Show every line below where "collection" can be found.

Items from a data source
>>>
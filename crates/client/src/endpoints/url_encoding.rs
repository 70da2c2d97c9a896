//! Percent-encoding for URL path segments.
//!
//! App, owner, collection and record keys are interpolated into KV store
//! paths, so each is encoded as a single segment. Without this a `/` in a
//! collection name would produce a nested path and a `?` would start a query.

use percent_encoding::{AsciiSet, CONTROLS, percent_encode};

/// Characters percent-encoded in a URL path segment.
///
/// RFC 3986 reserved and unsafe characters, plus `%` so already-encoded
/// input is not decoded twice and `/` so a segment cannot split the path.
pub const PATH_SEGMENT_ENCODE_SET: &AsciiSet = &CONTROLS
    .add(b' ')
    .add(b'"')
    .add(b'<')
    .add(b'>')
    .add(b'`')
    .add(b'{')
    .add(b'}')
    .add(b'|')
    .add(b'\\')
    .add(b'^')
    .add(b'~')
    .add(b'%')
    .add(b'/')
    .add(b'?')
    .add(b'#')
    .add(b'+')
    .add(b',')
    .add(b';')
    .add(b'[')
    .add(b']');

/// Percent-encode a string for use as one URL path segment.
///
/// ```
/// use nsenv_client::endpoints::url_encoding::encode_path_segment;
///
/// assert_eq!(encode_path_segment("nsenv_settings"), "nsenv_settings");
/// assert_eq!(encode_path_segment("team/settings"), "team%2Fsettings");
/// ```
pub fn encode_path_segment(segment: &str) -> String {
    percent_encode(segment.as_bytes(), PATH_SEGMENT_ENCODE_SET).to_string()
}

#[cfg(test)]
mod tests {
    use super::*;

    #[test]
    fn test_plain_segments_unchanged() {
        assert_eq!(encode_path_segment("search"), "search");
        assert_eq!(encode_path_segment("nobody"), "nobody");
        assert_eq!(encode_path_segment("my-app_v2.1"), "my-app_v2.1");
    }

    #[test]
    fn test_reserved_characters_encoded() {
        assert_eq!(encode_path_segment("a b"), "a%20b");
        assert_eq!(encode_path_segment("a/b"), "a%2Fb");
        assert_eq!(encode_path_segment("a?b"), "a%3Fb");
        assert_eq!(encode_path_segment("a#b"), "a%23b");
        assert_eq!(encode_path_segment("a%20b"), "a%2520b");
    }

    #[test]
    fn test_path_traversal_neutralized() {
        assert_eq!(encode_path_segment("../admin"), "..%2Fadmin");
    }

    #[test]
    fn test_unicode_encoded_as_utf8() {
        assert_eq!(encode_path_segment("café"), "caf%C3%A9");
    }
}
<<<
* EXERCISE ANSWER *
//! App, owner, collection and record keys are interpolated into KV store
//! collection name would produce a nested path and a `?` would start a query.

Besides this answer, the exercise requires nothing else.